Cosigning for a student loan
July 1, 2006 7:40 PM   Subscribe

CreditFilter: Does co-signing for my student loans affect my parents' credit?

My parents are concerned that cosigning for my student loans (which, before I complete my undergraduate studies, will probably amount to approximately $50,000) will adversely affect their credit. If not their FICO credit score, at least show up as some sort of debt that they are responsible for that might hurt their chances at getting future loans.

Are there any credit or financial experts that might know the specifics regarding this? Many thanks!
posted by charmston to Work & Money (9 answers total)
 
There might be credit and financial experts that might know the specifics, but until they show up you just get my anecdote!

My mother cosigned a loan for me, and then later got a mortgage. As far as the mortgage company was concerned, that cosigned loan (which she had all but forgotten about, which is why she told me the story) was hers. It didn't pose any problems in her case, but they didn't treat it as some sort of special case.
posted by mendel at 8:49 PM on July 1, 2006


The answer's yes, although my only expertise is many years' worth of education debt.
posted by ikkyu2 at 8:57 PM on July 1, 2006


Co-signing will affect their credit rating because it will appear as a liability (not meaning that in a necessarily negative sense, just something that they are responsible for) just as if they took the loan for themselves. If for some reason you couldn't pay back the loan, obviously they would be liable for it. They should be theoretically able to repay this loan. And your repayment behavior will impact their credit rating.

Beyond that it all depends on how their credit is now. $50K might be a significant liability for them or it might be relatively inconsequential. Frankly, if they're concerned about it they probably need some professional input, from a personal financial advisor if they have one or perhaps someone from the institution making the loan about how big of a liability this represents in the context of what their credit report says.
posted by nanojath at 9:04 PM on July 1, 2006


bascially co signing is just like HER getting the loan -
however you are on the line for paying it back too, you both benefit if its paid off on time and both are hurt if it goes into defualt. This being the case, you probably benefit MORE if it all gets paid off on time because it will be on of the first staples of a good credit score for you. For her, she probably already has plenty of a credit history and its more of a possible liability than anything else.
posted by crewshell at 9:32 PM on July 1, 2006


the answer, as has been stated before, is yes. however it isn't going to negatively affect anything unless it isnt paid back on time.
posted by sophist at 12:34 AM on July 2, 2006


Not my field, but my understanding is it counts against both of your credit potential. By that I mean, if she is liable for your loan, it would lower her ability to take out other loans. The impact is based completely on her ability to pay your loan herself and any other loans she has or would like to take out.

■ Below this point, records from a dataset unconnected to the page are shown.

// Copyright 2019-2026 ChainSafe Systems
// SPDX-License-Identifier: Apache-2.0, MIT

use std::sync::Arc;
use std::time::Duration;

use cid::Cid;
use fvm_ipld_blockstore::Blockstore;
use parking_lot::{Mutex, RwLock};
use serde::{Deserialize, Serialize};
use serde_with::{DurationSeconds, serde_as};
use tokio::sync::broadcast::{self, Sender as Publisher};
use tracing::{debug, info, warn};

use super::{
    Error,
    tip_index::TipIndex,
    traversal::{BlockstoreFetcher, TipsetStream, traverse},
};
use crate::blocks::{Block, ChainEpoch, Tipset, TipsetAndState, TipsetKey};
use crate::db::parity_db_config::ParityDbConfig;
use crate::db::setting_keys::{GENESIS_KEY, HEAD_KEY};
use crate::db::{SettingsStore, SettingsStoreExt, TipsetStateStore, TipsetStateStoreExt};

// A cap on the size of the future_sink
const SINK_CAP: usize = 200;

/// `Enum` for `pubsub` channel that defines message type variant and data
/// contained in message type.
#[derive(Clone, Debug)]
pub enum HeadChange {
    Apply(Arc<Tipset>),
}

#[serde_as]
#[derive(Debug, Clone, PartialEq, Eq, Serialize, Deserialize)]
#[serde(default)]
pub struct ChainStoreConfig {
    /// Bound on each parent block fetch during [`ChainStore::ls`].
    #[serde_as(as = "DurationSeconds<u64>")]
    pub fetch_timeout: Duration,
    pub db: ParityDbConfig,
}

impl Default for ChainStoreConfig {
    fn default() -> Self {
        Self {
            fetch_timeout: Duration::from_secs(30),
            db: ParityDbConfig::default(),
        }
    }
}

/// Owns the chain head and the tipset to state root index.
///
/// Readers never block each other. Head updates are serialized, written to
/// the settings store first, then swapped in memory, so a reader sees either
/// the old or the new head.
pub struct ChainStore<DB> {
    /// Publisher for head change events
    publisher: Publisher<HeadChange>,

    /// Blocks, settings and the tipset state index.
    db: Arc<DB>,

    head: RwLock<Option<Arc<Tipset>>>,

    /// Held for the whole of a head or genesis update.
    head_writer: Mutex<()>,

    /// Held while checking and writing a tipset state entry.
    tipset_states_writer: Mutex<()>,

    tip_index: RwLock<TipIndex>,

    config: ChainStoreConfig,
}

impl<DB> ChainStore<DB>
where
    DB: Blockstore + SettingsStore + TipsetStateStore + Send + Sync + 'static,
{
    /// Opens a chain store over `db`, restoring whatever head and index it
    /// already holds.
    pub fn new(db: Arc<DB>, config: ChainStoreConfig) -> Result<Self, Error> {
        let (publisher, _) = broadcast::channel(SINK_CAP);
        let cs = Self {
            publisher,
            db,
            head: RwLock::new(None),
            head_writer: Mutex::new(()),
            tipset_states_writer: Mutex::new(()),
            tip_index: RwLock::new(TipIndex::default()),
            config,
        };
        cs.load()?;
        Ok(cs)
    }

    /// Re-reads the head and rebuilds the in-memory tip index from the
    /// database. An unset head is not an error.
    pub fn load(&self) -> Result<(), Error> {
        let _head_guard = self.head_writer.lock();
        let _tipset_states_guard = self.tipset_states_writer.lock();

        let mut tip_index = TipIndex::default();
        for key in self.db.tipset_keys()? {
            let Some(state_root) = self.db.read_state_root(&key)? else {
                continue;
            };
            match Tipset::load(self.db.as_ref(), &key)? {
                Some(tipset) => {
                    tip_index.put(TipsetAndState::new(tipset, state_root));
                }
                None => warn!("indexed tipset {key} has missing blocks, skipping"),
            }
        }
        *self.tip_index.write() = tip_index;

        let head = match self.db.read_obj::<TipsetKey>(HEAD_KEY)? {
            Some(key) => Some(Arc::new(
                Tipset::load(self.db.as_ref(), &key)?.ok_or(Error::TipsetNotFound(key))?,
            )),
            None => None,
        };
        match &head {
            Some(head) => info!("loaded chain head at height {}", head.height()),
            None => debug!("no chain head set"),
        }
        *self.head.write() = head;
        Ok(())
    }

    /// Replaces the head. The tipset's blocks are persisted and its key is
    /// written under [`HEAD_KEY`] before the in-memory head changes.
    pub fn set_head(&self, tipset: Arc<Tipset>) -> Result<(), Error> {
        let _guard = self.head_writer.lock();
        persist_objects(self.db.as_ref(), tipset.blocks())?;
        self.db.write_obj(HEAD_KEY, tipset.key())?;
        *self.head.write() = Some(Arc::clone(&tipset));
        debug!("head set to {} at height {}", tipset.key(), tipset.height());
        if self.publisher.send(HeadChange::Apply(tipset)).is_err() {
            debug!("did not publish head change, no active receivers");
        }
        Ok(())
    }

    /// Block CIDs of the current head, ascending.
    pub fn head(&self) -> Result<TipsetKey, Error> {
        self.head
            .read()
            .as_ref()
            .map(|head| head.key().clone())
            .ok_or(Error::HeaviestTipsetNotFound)
    }

    pub fn heaviest_tipset(&self) -> Result<Arc<Tipset>, Error> {
        self.head
            .read()
            .clone()
            .ok_or(Error::HeaviestTipsetNotFound)
    }

    /// Records the state root of a tipset, persisting its blocks.
    ///
    /// Putting the same entry twice is a no-op. Putting a different state
    /// root for an indexed tipset fails with [`Error::StateRootMismatch`]
    /// and leaves the stored entry untouched.
    pub fn put_tipset_and_state(&self, entry: &TipsetAndState) -> Result<(), Error> {
        persist_objects(self.db.as_ref(), entry.tipset.blocks())?;

        let key = entry.key();
        let _guard = self.tipset_states_writer.lock();
        match self.db.read_state_root(key)? {
            Some(stored) if stored == entry.state_root => {
                debug!("tipset {key} already indexed");
            }
            Some(stored) => {
                return Err(Error::StateRootMismatch {
                    key: key.clone(),
                    stored,
                    given: entry.state_root,
                });
            }
            None => self.db.write_state_root(key, &entry.state_root)?,
        }
        self.tip_index.write().put(entry.clone());
        Ok(())
    }

    pub fn get_tipset_and_state(&self, key: &TipsetKey) -> Result<TipsetAndState, Error> {
        let state_root = self
            .db
            .read_state_root(key)?
            .ok_or_else(|| Error::TipsetNotFound(key.clone()))?;
        let tipset = self.get_tipset(key)?;
        Ok(TipsetAndState { tipset, state_root })
    }

    /// Loads a tipset from its blocks, whether or not its state is indexed.
    pub fn get_tipset(&self, key: &TipsetKey) -> Result<Arc<Tipset>, Error> {
        Tipset::load(self.db.as_ref(), key)?
            .map(Arc::new)
            .ok_or_else(|| Error::TipsetNotFound(key.clone()))
    }

    pub fn get_block(&self, cid: &Cid) -> anyhow::Result<Option<Block>> {
        Block::load(self.db.as_ref(), cid)
    }

    /// All indexed tipsets with the given parents and height.
    pub fn tipsets_and_states_by_parents_and_height(
        &self,
        parents: &TipsetKey,
        height: ChainEpoch,
    ) -> Vec<TipsetAndState> {
        self.tip_index.read().get(parents, height).to_vec()
    }

    pub fn has_tipsets_and_states_with_parents_and_height(
        &self,
        parents: &TipsetKey,
        height: ChainEpoch,
    ) -> bool {
        self.tip_index.read().has(parents, height)
    }

    /// Records the genesis block CID. Setting the same genesis again is a
    /// no-op; setting a different one fails.
    pub fn set_genesis(&self, cid: Cid) -> Result<(), Error> {
        let _guard = self.head_writer.lock();
        match self.db.read_obj::<Cid>(GENESIS_KEY)? {
            Some(stored) if stored == cid => Ok(()),
            Some(stored) => Err(Error::GenesisMismatch { stored, given: cid }),
            None => {
                self.db.write_obj(GENESIS_KEY, &cid)?;
                Ok(())
            }
        }
    }

    /// CID of the recorded genesis block.
    pub fn genesis_cid(&self) -> Result<Option<Cid>, Error> {
        Ok(self.db.read_obj::<Cid>(GENESIS_KEY)?)
    }

    /// Returns the genesis block, if one has been recorded.
    pub fn genesis(&self) -> Result<Option<Block>, Error> {
        let Some(cid) = self.genesis_cid()? else {
            return Ok(None);
        };
        Ok(Some(
            Block::load(self.db.as_ref(), &cid)?
                .ok_or_else(|| Error::Other(format!("genesis block {cid} not found")))?,
        ))
    }

    /// Walks back from the current head to genesis, fetching from the local
    /// blockstore.
    pub fn ls(&self) -> Result<TipsetStream, Error> {
        Ok(self.ls_from(self.heaviest_tipset()?, None))
    }

    /// Walks back from `start` to genesis, fetching from the local
    /// blockstore. Each fetch is bounded by `timeout`, or by
    /// [`ChainStoreConfig::fetch_timeout`] when `None`.
    pub fn ls_from(&self, start: Arc<Tipset>, timeout: Option<Duration>) -> TipsetStream {
        traverse(
            start,
            BlockstoreFetcher::new(Arc::clone(&self.db)),
            timeout.unwrap_or(self.config.fetch_timeout),
        )
    }

    /// Returns a reference to the publisher of head changes.
    pub fn publisher(&self) -> &Publisher<HeadChange> {
        &self.publisher
    }

    pub fn blockstore(&self) -> &Arc<DB> {
        &self.db
    }

    pub fn config(&self) -> &ChainStoreConfig {
        &self.config
    }
}

/// Persists slice of serializable objects to `blockstore`.
pub fn persist_objects<'a>(
    db: &impl Blockstore,
    blocks: impl IntoIterator<Item = &'a Block>,
) -> anyhow::Result<()> {
    let encoded = blocks
        .into_iter()
        .map(Block::car_block)
        .collect::<anyhow::Result<Vec<_>>>()?;
    db.put_many_keyed(encoded)
}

It won't have a negative effect on her credit, just lower the amount she can now take out herself until it is paid off in full. The risk she takes is that you default and she can't pay. Then it affects both your credit ratings.
posted by qwip at 1:49 AM on July 2, 2006


On the other hand, if the loan is paid back on time, when all is said and done, it could make her credit rating better than it was before.
posted by bingo at 5:44 AM on July 2, 2006


Co-signing will affect their credit rating because it will appear as a liability

Yes, if it's reported. Might be, might not. I've co-signed on a loan before, and it never showed up on my report.

Let me break it down from the co-signing parents' perspective:

--If it's paid on time, and it's not reported, it's as though nothing ever happened.

--If it's paid on time, and it's reported, it could affect applications for a mortgage or other large transactions where the lender is going to compare outstanding liabilities against income. See mendel's post above. Credit card companies will love them, though. And as several have said, once it's paid in full, that will look good regardless for a couple of years, until it ages away.

--If it's not paid on time, and it's reported, obviously that has a negative effect.

--If it goes out to collection, then the collection agency can report the bad debt. At that point, something that the lender didn't report against the parents before might start being reported.

--If the lender or an agency gets a judgment against the parents in court, that of course would be reported. And be negative.
posted by gimonca at 8:40 AM on July 2, 2006


So you're trying to get ammunition to argue with your parents? :)

Sorry, not here: When you co-sign for a loan, you're putting your name on the line, just like if you were the original recipient of the loan. It affects their rating (right off the bat, in a negative way), and if the loan is significant, may in fact affect their ability to get a mortgage, or at least affect their interest rate.